I use Thinkpad T14 AMD g1. They work quite well with AMD graphics and all except I still need to sort some NIDs for microphone in or whatever. Note that the T14s is a crippled version of it.
 
The current one looks pretty nice, I wonder how good the oled screen option is.


I fought my way through the snd_hda configuration using the manpage once, and promptly forgot again how to do it. I do remember the secret is to set the 'pindump' sysctl to 1 for the device in loader.conf which then makes it print out all the current pin assignments at load time (view in dmesg) and you then have to work through it as described on the manpage.
 
In the UK right now one of those with 1 TB SSD and 32 GB RAM costs 1843 UKP which is roughly $2437 at current exchange rate. That's the amazon price, it might be a bit cheaper elsewhere. That one is IPS LCD, not the OLED screen, I'm sure the OLED screen one will be (quite a lot) more expensive.


I guess now is the time to buy, before the tarrifs bite...

So yeah, that puts the price of a used R400 in good nick for $130 on ebay into some perspective. Of course you can't equate the old machine to a modern machine (although you can at least put a 1 TB SSD in the old one... I think. I've got a 1 TB SSD in my X201 anyway).
 
Ha, I just realised that's the 's' crippled version.

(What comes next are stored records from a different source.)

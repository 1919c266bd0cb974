use hive_shared::Profile;
use reqwest::Url;

use crate::api::ApiClient;
use crate::error::{ClientError, ClientResult};

/// Who is signed in, passed explicitly to everything that acts on their behalf.
///
/// Starts signed out. Signing in stores the bearer token and the profile
/// fetched with it; signing out drops both.
#[derive(Debug, Clone)]
pub struct Session {
    api: ApiClient,
    token: Option<String>,
    user: Option<Profile>,
}

/// The `token` query parameter the API appends to the post-login redirect.
pub fn token_from_callback(callback_url: &str) -> Option<String> {
    let url = Url::parse(callback_url).ok()?;
    let token = url
        .query_pairs()
        .find(|(key, _)| key == "token")
        .map(|(_, value)| value.into_owned());
    token.filter(|t| !t.is_empty())
}

impl Session {
    pub fn signed_out(api: ApiClient) -> Self {
        Self {
            api,
            token: None,
            user: None,
        }
    }

    pub fn api(&self) -> &ApiClient {
        &self.api
    }

    pub fn login_url(&self, redirect: &str) -> String {
        self.api.login_url(redirect)
    }

    /// Finish OAuth sign-in from the URL the browser landed on.
    pub async fn complete_sign_in(&mut self, callback_url: &str) -> ClientResult<&Profile> {
        let token = token_from_callback(callback_url).ok_or(ClientError::Unauthenticated)?;
        self.restore(token).await
    }

    /// Adopt `token` if the API accepts it. A rejected token signs out; any
    /// other failure leaves the current session as it was.
    pub async fn restore(&mut self, token: String) -> ClientResult<&Profile> {
        let fetched = self.api.get::<Profile>("/api/auth/me", Some(&token)).await;
        match fetched {
            Ok(profile) => {
                tracing::info!(user_id = profile.id, username = %profile.username, "signed in");
                self.token = Some(token);
                Ok(self.user.insert(profile))
            }
            Err(ClientError::Unauthenticated) => {
                tracing::warn!("stored token rejected, signing out");
                self.sign_out();
                Err(ClientError::Unauthenticated)
            }
            Err(err) => {
                tracing::warn!(error = %err, "could not verify token, keeping session");
                Err(err)
            }
        }
    }

    pub fn sign_out(&mut self) {
        if let Some(user) = self.user.take() {
            tracing::info!(user_id = user.id, "signed out");
        }
        self.token = None;
    }

    pub fn user(&self) -> Option<&Profile> {
        self.user.as_ref()
    }

    pub fn token(&self) -> Option<&str> {
        self.token.as_deref()
    }

    pub fn is_signed_in(&self) -> bool {
        self.token.is_some() && self.user.is_some()
    }

    pub fn require_user(&self) -> ClientResult<&Profile> {
        match (&self.token, &self.user) {
            (Some(_), Some(user)) => Ok(user),
            _ => Err(ClientError::Unauthenticated),
        }
    }

    pub(crate) fn require_token(&self) -> ClientResult<&str> {
        self.require_user()?;
        self.token().ok_or(ClientError::Unauthenticated)
    }
}

#[cfg(test)]
mod tests {
    use super::*;

    #[test]
    fn reads_token_from_callback_url() {
        assert_eq!(
            token_from_callback("http://localhost:3000/?token=abc.def.ghi"),
            Some("abc.def.ghi".to_string())
        );
        assert_eq!(
            token_from_callback("http://localhost:3000/threads?x=1&token=t"),
            Some("t".to_string())
        );
        assert_eq!(token_from_callback("http://localhost:3000/?token="), None);
        assert_eq!(token_from_callback("http://localhost:3000/"), None);
        assert_eq!(token_from_callback("not a url"), None);
    }

    #[test]
    fn new_session_is_signed_out() {
        let session = Session::signed_out(ApiClient::new("http://localhost:8080"));
        assert!(!session.is_signed_in());
        assert!(matches!(session.require_user(), Err(ClientError::Unauthenticated)));
    }

    #[tokio::test]
    async fn callback_without_token_stays_signed_out() {
        let mut session = Session::signed_out(ApiClient::new("http://localhost:8080"));
        let err = session.complete_sign_in("http://localhost:3000/").await.unwrap_err();
        assert!(matches!(err, ClientError::Unauthenticated));
        assert!(session.user().is_none());
    }
}
use hive_shared::{
    build_tree, CastVote, Category, CategoryFilter, Comment, CommentTree, CreateComment,
    CreateThread, ThreadDetail, ThreadStats, ThreadView, VoteResponse, VoteType,
};

use crate::error::{ClientError, ClientResult};
use crate::session::Session;

/// Sidebar category choice. Defaults to showing every category.
#[derive(Debug, Clone, Copy, Default, PartialEq, Eq)]
pub struct CategorySelection {
    selected: CategoryFilter,
}

impl CategorySelection {
    pub fn selected(&self) -> CategoryFilter {
        self.selected
    }

    pub fn select(&mut self, filter: CategoryFilter) {
        self.selected = filter;
    }
}

/// An opened thread with its comments grouped for nested display.
#[derive(Debug, Clone)]
pub struct OpenThread {
    pub thread: ThreadView,
    pub comments: CommentTree,
}

/// Cached thread list with client-side category filtering.
///
/// The whole list is always fetched; the selection only narrows what
/// `visible` returns. Every successful change re-fetches the list so
/// counts and scores come from the server.
#[derive(Debug, Default)]
pub struct ThreadBoard {
    threads: Vec<ThreadView>,
    selection: CategorySelection,
}

impl ThreadBoard {
    pub fn new() -> Self {
        Self::default()
    }

    pub fn from_snapshot(threads: Vec<ThreadView>) -> Self {
        Self {
            threads,
            selection: CategorySelection::default(),
        }
    }

    pub fn selection(&self) -> CategorySelection {
        self.selection
    }

    pub fn select(&mut self, filter: CategoryFilter) {
        self.selection.select(filter);
    }

    pub fn all(&self) -> &[ThreadView] {
        &self.threads
    }

    pub fn visible(&self) -> Vec<&ThreadView> {
        let filter = self.selection.selected();
        self.threads
            .iter()
            .filter(|t| filter.matches(t.category))
            .collect()
    }

    pub fn find(&self, thread_id: i64) -> Option<&ThreadView> {
        self.threads.iter().find(|t| t.id == thread_id)
    }

    /// Replace the cache with a fresh listing. On failure the previous
    /// snapshot stays and nothing partial is shown.
    pub async fn refresh(&mut self, session: &Session) -> ClientResult<()> {
        let threads: Vec<ThreadView> = session
            .api()
            .get("/api/threads", session.token())
            .await
            .map_err(|err| {
                tracing::error!(error = %err, "failed to load threads");
                err
            })?;
        self.threads = threads;
        Ok(())
    }

    async fn resync(&mut self, session: &Session) {
        if let Err(err) = self.refresh(session).await {
            tracing::warn!(error = %err, "change applied but thread list is stale");
        }
    }

    pub async fn stats(&self, session: &Session) -> ClientResult<ThreadStats> {
        session.api().get("/api/threads/stats", session.token()).await
    }

    pub async fn create_thread(
        &mut self,
        session: &Session,
        title: &str,
        content: &str,
        category: Category,
    ) -> ClientResult<ThreadView> {
        let token = session.require_token()?;
        let (title, content) = (title.trim(), content.trim());
        if title.is_empty() || content.is_empty() {
            return Err(ClientError::Validation("title and content are required".into()));
        }

        let payload = CreateThread {
            title: title.to_string(),
            content: content.to_string(),
            category,
        };
        let created: ThreadView = session.api().post("/api/threads", Some(token), &payload).await?;
        self.resync(session).await;
        Ok(created)
    }

    pub async fn cast_vote(
        &mut self,
        session: &Session,
        thread_id: i64,
        vote_type: VoteType,
    ) -> ClientResult<VoteResponse> {
        let token = session.require_token()?;
        let resp: VoteResponse = session
            .api()
            .post(
                &format!("/api/threads/{thread_id}/votes"),
                Some(token),
                &CastVote { vote_type },
            )
            .await?;
        self.resync(session).await;
        Ok(resp)
    }

    pub async fn votes(&self, session: &Session, thread_id: i64) -> ClientResult<VoteResponse> {
        session
            .api()
            .get(&format!("/api/threads/{thread_id}/votes"), session.token())
            .await
    }

    /// Delete a thread the signed-in user wrote. A thread cached under another
    /// author is refused before any request is made.
    pub async fn delete_thread(&mut self, session: &Session, thread_id: i64) -> ClientResult<()> {
        let user = session.require_user()?;
        if self.find(thread_id).is_some_and(|t| t.author.id != user.id) {
            return Err(ClientError::Forbidden);
        }
        let token = session.require_token()?;

        session
            .api()
            .delete(&format!("/api/threads/{thread_id}"), Some(token))
            .await?;
        self.resync(session).await;
        Ok(())
    }

    pub async fn open_thread(&self, session: &Session, thread_id: i64) -> ClientResult<OpenThread> {
        let detail: ThreadDetail = session
            .api()
            .get(&format!("/api/threads/{thread_id}"), session.token())
            .await?;
        Ok(OpenThread {
            thread: detail.thread,
            comments: build_tree(detail.comments),
        })
    }

    pub async fn post_comment(
        &mut self,
        session: &Session,
        thread_id: i64,
        content: &str,
        parent_id: Option<i64>,
    ) -> ClientResult<Comment> {
        let token = session.require_token()?;
        let content = content.trim();
        if content.is_empty() {
            return Err(ClientError::Validation("comment cannot be empty".into()));
        }

        let payload = CreateComment {
            content: content.to_string(),
            parent_id,
        };
        let comment: Comment = session
            .api()
            .post(&format!("/api/threads/{thread_id}/comments"), Some(token), &payload)
            .await?;
        self.resync(session).await;
        Ok(comment)
    }

    pub async fn delete_comment(&mut self, session: &Session, comment_id: i64) -> ClientResult<()> {
        let token = session.require_token()?;
        session
            .api()
            .delete(&format!("/api/comments/{comment_id}"), Some(token))
            .await?;
        self.resync(session).await;
        Ok(())
    }
}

I found an actual T14 gen 6 with snapdragon cpu for less money...


It's still 1549 pounds, which is $2048.

I guess that amazon 's' one is a bit of a rip-off. Anyway, none of them are cheap. As always.
 
Ha, I just realised that's the 's' crippled version.

I found an actual T14 gen 6 with snapdragon cpu for less money...


It's still 1549 pounds, which is $2048.

I guess that amazon 's' one is a bit of a rip-off. Anyway, none of them are cheap. As always.
I get a $1650 USD quote for same hardware... and I'm on West Coast of US, same time zone as SFO/LAX.
 
There probably aren't any basic 2d svga chipsets like that in production now. No market for them. I seem to remember seeing S3 virge in servers too, years ago.
If you really wanted to "have" one, then just boot your NVidia RTX in an old SVGA mode. I'm sure they are still in there somewhere. I wouldn't be suprised if they still have 320x200 2bpp!